**TRY IT**. Among the records, which lines include "FileSearch"? List them.

(Data excerpts)

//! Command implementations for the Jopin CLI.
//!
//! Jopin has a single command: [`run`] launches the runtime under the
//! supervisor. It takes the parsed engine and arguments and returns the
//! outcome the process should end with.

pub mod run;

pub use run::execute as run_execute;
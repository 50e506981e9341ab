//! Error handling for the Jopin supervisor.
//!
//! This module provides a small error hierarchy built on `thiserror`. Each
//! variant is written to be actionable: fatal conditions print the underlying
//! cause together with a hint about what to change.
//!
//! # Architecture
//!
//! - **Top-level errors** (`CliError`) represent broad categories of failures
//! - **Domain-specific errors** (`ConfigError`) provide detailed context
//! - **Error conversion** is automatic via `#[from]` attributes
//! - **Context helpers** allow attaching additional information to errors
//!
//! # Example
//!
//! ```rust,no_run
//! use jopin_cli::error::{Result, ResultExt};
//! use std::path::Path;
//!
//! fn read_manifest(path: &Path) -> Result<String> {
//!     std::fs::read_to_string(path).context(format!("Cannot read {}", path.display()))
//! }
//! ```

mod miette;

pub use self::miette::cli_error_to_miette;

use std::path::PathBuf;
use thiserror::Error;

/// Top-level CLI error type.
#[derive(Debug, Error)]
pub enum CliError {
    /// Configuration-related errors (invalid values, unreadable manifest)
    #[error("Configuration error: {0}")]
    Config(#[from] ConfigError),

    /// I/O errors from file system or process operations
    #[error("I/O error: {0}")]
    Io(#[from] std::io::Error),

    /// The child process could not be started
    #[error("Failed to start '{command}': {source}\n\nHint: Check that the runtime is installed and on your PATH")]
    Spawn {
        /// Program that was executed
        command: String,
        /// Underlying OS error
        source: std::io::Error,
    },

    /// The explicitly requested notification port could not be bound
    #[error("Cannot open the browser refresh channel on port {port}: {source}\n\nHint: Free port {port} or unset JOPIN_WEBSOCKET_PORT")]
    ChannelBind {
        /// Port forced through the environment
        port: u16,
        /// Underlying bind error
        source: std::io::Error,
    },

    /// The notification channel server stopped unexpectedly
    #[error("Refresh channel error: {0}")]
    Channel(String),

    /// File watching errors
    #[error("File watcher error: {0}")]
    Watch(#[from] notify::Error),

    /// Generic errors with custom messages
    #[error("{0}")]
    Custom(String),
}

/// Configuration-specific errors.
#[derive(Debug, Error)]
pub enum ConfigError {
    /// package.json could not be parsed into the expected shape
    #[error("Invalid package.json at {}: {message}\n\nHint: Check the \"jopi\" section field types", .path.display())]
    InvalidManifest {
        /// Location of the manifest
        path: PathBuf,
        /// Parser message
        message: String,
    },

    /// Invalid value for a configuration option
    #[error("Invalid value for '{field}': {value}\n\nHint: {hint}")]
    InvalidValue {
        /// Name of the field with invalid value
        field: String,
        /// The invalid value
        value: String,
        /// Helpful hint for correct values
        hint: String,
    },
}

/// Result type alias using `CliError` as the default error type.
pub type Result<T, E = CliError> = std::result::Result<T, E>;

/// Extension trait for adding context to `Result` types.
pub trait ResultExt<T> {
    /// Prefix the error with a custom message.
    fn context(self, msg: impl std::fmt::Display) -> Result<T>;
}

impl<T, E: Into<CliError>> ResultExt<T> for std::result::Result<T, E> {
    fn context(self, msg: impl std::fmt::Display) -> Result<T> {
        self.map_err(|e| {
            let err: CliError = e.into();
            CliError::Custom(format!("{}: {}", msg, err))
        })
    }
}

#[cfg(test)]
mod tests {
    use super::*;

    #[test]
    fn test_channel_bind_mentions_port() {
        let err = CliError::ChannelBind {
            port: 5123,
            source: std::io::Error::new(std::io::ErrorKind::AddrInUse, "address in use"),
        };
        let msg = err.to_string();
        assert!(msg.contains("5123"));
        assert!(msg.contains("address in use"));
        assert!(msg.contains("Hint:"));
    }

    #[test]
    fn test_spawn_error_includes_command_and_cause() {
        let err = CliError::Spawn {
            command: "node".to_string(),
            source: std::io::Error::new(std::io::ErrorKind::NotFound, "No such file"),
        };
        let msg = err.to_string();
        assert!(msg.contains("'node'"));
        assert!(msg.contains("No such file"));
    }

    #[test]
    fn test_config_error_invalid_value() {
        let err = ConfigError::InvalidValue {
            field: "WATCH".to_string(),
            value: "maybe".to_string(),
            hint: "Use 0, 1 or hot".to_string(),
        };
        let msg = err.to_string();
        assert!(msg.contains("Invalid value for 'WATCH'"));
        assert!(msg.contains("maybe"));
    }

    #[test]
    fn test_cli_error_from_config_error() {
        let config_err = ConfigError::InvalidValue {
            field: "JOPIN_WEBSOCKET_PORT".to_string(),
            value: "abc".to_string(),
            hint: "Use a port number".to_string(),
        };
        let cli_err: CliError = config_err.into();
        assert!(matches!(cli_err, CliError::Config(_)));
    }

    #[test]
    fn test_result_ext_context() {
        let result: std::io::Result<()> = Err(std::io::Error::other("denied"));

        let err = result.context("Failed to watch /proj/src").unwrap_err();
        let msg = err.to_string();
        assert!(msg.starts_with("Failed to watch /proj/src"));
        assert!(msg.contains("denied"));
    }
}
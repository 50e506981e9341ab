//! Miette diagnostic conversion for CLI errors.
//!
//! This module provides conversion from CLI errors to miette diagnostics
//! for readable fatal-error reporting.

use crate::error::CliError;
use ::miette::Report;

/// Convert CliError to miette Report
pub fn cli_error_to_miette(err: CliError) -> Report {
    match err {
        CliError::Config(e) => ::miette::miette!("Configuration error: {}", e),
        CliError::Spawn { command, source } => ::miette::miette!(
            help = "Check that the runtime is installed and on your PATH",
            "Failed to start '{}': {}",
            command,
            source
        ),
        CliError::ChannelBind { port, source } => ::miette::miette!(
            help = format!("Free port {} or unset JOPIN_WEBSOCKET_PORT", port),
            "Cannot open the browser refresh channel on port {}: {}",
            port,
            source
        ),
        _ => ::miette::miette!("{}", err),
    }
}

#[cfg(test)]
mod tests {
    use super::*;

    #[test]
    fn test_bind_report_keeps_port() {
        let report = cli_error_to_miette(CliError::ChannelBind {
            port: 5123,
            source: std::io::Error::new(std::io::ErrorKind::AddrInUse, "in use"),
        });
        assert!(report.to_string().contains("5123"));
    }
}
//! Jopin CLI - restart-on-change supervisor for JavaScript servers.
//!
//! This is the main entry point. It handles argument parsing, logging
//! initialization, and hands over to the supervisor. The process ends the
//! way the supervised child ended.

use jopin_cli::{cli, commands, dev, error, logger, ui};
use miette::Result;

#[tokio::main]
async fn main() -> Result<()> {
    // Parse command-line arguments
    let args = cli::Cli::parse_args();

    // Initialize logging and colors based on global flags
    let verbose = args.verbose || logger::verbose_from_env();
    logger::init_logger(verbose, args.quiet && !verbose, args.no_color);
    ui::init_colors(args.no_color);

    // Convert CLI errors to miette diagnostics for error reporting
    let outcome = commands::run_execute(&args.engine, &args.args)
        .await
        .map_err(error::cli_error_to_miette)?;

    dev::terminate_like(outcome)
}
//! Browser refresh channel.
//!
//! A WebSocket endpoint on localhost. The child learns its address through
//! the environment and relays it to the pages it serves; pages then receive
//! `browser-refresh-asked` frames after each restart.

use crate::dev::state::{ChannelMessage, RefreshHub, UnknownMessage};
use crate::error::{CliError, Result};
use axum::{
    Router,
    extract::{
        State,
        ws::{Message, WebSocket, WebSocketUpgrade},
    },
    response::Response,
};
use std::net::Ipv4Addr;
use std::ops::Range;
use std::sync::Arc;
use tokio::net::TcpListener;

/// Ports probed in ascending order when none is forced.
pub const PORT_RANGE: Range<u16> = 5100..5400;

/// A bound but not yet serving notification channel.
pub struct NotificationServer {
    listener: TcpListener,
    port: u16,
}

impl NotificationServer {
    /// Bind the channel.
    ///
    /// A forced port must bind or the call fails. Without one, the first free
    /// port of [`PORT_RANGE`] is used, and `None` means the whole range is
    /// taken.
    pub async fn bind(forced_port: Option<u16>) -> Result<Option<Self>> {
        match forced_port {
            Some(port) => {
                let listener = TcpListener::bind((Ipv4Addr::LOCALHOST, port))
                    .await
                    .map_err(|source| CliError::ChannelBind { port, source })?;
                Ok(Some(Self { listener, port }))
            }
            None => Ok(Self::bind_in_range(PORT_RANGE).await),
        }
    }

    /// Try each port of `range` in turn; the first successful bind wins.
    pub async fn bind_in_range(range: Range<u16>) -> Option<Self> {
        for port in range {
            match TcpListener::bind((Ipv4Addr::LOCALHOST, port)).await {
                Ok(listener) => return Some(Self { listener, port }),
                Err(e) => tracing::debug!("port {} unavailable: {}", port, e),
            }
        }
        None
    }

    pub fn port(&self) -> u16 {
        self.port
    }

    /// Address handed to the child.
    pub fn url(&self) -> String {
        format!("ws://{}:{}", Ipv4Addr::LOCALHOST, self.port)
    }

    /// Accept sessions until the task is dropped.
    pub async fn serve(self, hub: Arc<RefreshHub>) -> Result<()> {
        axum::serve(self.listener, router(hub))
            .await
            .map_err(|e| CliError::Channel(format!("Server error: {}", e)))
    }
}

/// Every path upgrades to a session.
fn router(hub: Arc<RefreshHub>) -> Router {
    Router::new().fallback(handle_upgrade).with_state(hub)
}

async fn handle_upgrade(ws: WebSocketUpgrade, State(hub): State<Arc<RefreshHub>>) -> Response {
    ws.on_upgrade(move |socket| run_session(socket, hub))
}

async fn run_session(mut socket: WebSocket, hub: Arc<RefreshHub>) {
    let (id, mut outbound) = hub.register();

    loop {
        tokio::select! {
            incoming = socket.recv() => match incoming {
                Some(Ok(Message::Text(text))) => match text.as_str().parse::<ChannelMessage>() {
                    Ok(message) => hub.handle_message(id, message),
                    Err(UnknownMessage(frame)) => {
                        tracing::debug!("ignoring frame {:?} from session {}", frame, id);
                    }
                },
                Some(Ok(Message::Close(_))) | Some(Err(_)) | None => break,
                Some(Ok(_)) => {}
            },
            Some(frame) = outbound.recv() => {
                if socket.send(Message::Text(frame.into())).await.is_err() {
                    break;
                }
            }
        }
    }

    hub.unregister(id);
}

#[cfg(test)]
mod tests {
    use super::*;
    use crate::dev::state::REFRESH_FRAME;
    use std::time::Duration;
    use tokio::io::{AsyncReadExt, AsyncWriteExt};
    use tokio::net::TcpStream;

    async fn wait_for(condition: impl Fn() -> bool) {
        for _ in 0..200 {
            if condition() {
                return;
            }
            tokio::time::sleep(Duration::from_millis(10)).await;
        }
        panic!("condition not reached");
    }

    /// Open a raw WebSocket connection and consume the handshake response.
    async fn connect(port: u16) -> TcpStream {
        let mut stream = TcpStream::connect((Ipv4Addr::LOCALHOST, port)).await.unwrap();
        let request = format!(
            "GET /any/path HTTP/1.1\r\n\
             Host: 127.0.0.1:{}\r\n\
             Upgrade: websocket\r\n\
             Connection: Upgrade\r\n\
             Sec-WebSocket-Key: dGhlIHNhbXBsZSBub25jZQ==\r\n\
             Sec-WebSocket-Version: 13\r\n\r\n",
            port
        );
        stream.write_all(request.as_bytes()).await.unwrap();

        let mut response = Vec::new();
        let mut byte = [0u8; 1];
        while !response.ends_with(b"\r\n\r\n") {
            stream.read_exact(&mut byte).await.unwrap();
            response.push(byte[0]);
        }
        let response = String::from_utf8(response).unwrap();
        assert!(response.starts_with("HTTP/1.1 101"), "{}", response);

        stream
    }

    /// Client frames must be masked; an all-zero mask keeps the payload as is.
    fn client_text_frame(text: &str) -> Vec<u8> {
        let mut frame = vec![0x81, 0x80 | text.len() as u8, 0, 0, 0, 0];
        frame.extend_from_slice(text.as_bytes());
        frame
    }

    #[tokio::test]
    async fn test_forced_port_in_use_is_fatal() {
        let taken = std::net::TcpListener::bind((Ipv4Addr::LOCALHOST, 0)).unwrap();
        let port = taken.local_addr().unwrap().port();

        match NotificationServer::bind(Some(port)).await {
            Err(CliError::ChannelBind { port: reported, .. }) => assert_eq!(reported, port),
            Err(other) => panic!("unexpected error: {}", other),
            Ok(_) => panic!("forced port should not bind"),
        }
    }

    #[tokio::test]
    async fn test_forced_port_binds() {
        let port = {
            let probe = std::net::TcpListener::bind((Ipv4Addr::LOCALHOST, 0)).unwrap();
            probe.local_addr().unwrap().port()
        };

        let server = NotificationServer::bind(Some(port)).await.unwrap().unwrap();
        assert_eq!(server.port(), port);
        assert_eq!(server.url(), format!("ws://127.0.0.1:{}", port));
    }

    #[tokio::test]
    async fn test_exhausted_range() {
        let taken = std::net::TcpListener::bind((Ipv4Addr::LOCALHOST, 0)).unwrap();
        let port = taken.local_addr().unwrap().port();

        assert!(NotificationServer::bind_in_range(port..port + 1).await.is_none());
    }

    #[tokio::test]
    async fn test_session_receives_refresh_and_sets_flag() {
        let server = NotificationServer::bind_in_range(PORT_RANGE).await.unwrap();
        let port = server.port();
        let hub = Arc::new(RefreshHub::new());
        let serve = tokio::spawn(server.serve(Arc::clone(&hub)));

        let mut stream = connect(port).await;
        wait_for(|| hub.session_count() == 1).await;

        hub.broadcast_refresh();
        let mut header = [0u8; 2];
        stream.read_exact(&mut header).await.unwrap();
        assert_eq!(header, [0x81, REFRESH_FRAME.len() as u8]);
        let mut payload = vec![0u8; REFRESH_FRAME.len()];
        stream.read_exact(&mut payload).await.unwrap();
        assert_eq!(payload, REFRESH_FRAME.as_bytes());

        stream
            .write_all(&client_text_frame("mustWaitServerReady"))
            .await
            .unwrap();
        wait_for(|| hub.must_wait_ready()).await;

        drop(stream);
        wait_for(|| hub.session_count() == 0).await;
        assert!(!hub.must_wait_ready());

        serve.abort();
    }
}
--
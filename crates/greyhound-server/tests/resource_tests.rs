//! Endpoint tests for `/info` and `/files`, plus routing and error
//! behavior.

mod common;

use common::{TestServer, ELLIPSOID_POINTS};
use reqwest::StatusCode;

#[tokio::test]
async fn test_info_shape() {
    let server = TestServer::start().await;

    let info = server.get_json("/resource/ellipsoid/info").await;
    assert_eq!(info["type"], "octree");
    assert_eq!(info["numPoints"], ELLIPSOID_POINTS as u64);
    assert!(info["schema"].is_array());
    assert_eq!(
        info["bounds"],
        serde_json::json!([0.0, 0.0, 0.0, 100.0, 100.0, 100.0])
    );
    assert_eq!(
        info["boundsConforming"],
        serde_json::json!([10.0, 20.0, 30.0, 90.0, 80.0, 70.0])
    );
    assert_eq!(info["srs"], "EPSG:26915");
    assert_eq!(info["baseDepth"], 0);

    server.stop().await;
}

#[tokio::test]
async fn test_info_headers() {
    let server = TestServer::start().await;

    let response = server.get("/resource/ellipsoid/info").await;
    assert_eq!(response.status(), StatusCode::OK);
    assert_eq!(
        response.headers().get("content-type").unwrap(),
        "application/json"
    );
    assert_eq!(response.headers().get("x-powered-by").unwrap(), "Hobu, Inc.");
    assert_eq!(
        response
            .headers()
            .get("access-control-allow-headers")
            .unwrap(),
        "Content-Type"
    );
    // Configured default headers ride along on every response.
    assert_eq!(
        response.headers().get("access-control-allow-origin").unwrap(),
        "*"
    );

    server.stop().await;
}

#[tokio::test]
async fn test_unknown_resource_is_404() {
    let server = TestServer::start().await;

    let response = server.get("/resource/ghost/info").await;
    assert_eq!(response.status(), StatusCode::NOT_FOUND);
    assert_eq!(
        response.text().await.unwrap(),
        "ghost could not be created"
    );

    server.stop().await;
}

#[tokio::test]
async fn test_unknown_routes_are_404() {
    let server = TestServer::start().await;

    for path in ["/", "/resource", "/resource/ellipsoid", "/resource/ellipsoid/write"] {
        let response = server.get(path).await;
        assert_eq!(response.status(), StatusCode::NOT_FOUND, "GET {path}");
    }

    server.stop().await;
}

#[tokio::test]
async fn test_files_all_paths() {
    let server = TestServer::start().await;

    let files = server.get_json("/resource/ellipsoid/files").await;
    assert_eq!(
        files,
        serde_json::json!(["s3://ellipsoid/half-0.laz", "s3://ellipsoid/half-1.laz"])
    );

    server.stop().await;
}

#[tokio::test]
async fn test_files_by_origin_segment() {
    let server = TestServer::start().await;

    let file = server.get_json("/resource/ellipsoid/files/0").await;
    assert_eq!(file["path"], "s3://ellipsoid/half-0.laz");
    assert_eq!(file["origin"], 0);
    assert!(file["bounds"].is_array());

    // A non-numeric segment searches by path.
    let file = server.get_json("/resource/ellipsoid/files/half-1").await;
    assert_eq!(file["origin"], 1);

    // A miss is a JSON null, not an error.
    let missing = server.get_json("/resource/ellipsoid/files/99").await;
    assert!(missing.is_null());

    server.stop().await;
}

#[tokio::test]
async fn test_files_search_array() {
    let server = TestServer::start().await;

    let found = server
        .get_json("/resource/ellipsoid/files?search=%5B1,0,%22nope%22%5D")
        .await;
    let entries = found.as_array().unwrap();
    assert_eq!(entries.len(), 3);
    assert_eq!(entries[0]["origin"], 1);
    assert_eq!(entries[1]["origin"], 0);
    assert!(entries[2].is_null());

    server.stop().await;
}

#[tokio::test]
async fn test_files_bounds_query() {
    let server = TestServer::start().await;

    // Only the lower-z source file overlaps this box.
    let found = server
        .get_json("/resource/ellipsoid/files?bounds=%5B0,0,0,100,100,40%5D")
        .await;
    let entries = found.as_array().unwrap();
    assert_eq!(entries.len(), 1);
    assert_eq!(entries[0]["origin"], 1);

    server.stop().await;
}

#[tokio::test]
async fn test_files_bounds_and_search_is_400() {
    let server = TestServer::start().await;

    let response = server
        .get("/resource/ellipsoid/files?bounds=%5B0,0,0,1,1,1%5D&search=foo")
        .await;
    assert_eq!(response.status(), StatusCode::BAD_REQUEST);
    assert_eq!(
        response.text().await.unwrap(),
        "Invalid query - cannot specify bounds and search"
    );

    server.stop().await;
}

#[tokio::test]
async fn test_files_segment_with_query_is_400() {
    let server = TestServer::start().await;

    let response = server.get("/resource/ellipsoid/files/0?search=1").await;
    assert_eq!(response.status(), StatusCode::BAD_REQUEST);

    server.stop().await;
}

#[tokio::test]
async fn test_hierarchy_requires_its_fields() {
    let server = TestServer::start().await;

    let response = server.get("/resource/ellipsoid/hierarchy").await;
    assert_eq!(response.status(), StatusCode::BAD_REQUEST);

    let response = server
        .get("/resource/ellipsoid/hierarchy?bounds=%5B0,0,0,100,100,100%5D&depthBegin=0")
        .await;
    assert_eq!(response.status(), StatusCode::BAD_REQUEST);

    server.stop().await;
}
...
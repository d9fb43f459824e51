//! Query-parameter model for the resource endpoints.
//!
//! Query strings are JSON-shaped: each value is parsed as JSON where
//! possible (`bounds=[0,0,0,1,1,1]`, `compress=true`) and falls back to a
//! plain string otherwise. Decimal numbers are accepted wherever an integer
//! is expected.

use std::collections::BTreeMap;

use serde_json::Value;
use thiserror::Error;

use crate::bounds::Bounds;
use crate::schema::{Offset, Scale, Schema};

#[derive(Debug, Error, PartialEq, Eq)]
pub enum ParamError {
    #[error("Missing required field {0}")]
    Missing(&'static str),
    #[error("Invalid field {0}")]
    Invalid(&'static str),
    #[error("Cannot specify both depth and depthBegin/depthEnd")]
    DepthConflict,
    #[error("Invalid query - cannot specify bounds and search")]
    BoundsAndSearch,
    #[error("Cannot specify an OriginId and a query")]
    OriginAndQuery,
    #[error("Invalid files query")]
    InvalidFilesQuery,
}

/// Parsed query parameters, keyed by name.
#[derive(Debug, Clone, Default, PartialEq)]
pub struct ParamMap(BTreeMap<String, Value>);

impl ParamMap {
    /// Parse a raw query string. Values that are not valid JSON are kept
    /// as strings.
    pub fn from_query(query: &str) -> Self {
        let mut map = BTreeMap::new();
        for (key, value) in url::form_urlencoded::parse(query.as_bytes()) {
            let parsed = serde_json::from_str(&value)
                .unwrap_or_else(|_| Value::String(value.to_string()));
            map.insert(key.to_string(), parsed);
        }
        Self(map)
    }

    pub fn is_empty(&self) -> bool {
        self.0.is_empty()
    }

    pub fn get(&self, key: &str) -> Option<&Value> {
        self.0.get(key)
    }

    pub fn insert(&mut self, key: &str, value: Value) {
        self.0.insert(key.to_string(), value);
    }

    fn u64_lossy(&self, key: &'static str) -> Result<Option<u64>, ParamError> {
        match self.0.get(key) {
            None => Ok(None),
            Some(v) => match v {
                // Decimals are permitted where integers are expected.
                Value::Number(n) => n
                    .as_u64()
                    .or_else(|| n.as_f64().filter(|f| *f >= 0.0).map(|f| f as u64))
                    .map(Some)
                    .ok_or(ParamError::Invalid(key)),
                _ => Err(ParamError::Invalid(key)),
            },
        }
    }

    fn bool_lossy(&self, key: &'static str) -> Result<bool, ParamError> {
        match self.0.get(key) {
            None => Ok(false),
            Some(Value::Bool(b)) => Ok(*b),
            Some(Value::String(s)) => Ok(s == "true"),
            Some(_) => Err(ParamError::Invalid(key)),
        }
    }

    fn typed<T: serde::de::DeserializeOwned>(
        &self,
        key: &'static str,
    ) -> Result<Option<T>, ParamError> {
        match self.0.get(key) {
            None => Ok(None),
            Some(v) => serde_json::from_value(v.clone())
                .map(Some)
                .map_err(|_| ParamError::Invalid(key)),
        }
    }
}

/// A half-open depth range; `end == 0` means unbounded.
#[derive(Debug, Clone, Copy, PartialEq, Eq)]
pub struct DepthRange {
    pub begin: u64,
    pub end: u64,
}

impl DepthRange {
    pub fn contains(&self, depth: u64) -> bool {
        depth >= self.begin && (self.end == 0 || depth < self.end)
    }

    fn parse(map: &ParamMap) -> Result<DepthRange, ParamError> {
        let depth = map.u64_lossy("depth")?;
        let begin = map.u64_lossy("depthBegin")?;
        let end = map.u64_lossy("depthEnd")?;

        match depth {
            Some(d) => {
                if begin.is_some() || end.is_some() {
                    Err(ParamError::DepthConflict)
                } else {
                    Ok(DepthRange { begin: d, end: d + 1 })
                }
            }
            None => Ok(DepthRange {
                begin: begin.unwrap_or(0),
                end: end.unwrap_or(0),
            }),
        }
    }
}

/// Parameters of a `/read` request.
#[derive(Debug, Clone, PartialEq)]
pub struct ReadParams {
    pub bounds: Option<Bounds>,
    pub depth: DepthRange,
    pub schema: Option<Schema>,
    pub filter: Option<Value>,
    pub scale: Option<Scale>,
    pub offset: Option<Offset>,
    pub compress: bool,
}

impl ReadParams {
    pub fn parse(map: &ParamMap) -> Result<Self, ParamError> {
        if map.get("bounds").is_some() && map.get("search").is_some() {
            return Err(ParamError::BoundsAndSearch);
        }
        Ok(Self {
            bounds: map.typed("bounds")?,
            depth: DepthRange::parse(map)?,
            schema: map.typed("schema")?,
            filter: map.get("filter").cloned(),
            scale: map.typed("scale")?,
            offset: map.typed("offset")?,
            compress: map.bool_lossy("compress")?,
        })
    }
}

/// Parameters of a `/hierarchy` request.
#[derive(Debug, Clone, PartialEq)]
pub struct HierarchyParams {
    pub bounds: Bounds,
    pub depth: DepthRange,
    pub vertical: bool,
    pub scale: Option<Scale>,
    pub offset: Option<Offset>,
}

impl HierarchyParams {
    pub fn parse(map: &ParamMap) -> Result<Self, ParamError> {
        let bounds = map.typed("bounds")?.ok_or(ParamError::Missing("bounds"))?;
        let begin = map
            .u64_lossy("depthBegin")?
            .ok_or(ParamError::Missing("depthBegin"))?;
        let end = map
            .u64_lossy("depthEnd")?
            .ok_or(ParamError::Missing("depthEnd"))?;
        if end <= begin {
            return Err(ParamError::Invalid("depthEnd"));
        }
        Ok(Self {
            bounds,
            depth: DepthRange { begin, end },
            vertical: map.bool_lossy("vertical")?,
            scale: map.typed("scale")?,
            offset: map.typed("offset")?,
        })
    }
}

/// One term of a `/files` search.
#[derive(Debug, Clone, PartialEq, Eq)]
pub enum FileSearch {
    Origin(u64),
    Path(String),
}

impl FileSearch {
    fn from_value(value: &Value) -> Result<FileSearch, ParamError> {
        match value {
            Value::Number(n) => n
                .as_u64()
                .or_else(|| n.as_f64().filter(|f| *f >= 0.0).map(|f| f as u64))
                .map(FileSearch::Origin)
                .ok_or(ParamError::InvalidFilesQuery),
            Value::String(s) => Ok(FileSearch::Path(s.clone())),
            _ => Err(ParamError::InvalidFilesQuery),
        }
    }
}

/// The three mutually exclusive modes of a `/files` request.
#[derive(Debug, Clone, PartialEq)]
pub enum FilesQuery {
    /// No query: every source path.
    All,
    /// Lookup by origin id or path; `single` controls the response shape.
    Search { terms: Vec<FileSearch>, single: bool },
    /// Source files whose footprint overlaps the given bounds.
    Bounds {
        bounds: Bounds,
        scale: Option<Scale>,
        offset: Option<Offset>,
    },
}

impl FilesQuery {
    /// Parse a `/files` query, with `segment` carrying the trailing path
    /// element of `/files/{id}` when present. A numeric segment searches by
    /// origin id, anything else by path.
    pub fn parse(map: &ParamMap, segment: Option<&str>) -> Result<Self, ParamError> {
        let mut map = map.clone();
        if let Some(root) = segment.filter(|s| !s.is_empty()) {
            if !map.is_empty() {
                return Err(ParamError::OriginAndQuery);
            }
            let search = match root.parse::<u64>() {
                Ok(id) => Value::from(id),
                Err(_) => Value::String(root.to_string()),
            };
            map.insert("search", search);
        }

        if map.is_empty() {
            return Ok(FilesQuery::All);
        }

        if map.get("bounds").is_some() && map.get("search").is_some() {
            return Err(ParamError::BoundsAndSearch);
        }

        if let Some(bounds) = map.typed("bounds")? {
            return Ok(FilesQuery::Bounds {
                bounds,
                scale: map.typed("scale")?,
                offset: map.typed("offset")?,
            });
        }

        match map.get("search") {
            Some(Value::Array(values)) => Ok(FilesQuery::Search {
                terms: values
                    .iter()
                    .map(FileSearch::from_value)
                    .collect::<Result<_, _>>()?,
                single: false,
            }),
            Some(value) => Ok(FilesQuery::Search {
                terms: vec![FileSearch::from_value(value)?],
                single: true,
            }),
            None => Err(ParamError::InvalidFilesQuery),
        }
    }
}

**TASK RESULT**.
pub enum FileSearch {
impl FileSearch {
    fn from_value(value: &Value) -> Result<FileSearch, ParamError> {
                .map(FileSearch::Origin)
            Value::String(s) => Ok(FileSearch::Path(s.clone())),
    Search { terms: Vec<FileSearch>, single: bool },
                    .map(FileSearch::from_value)
                terms: vec![FileSearch::from_value(value)?],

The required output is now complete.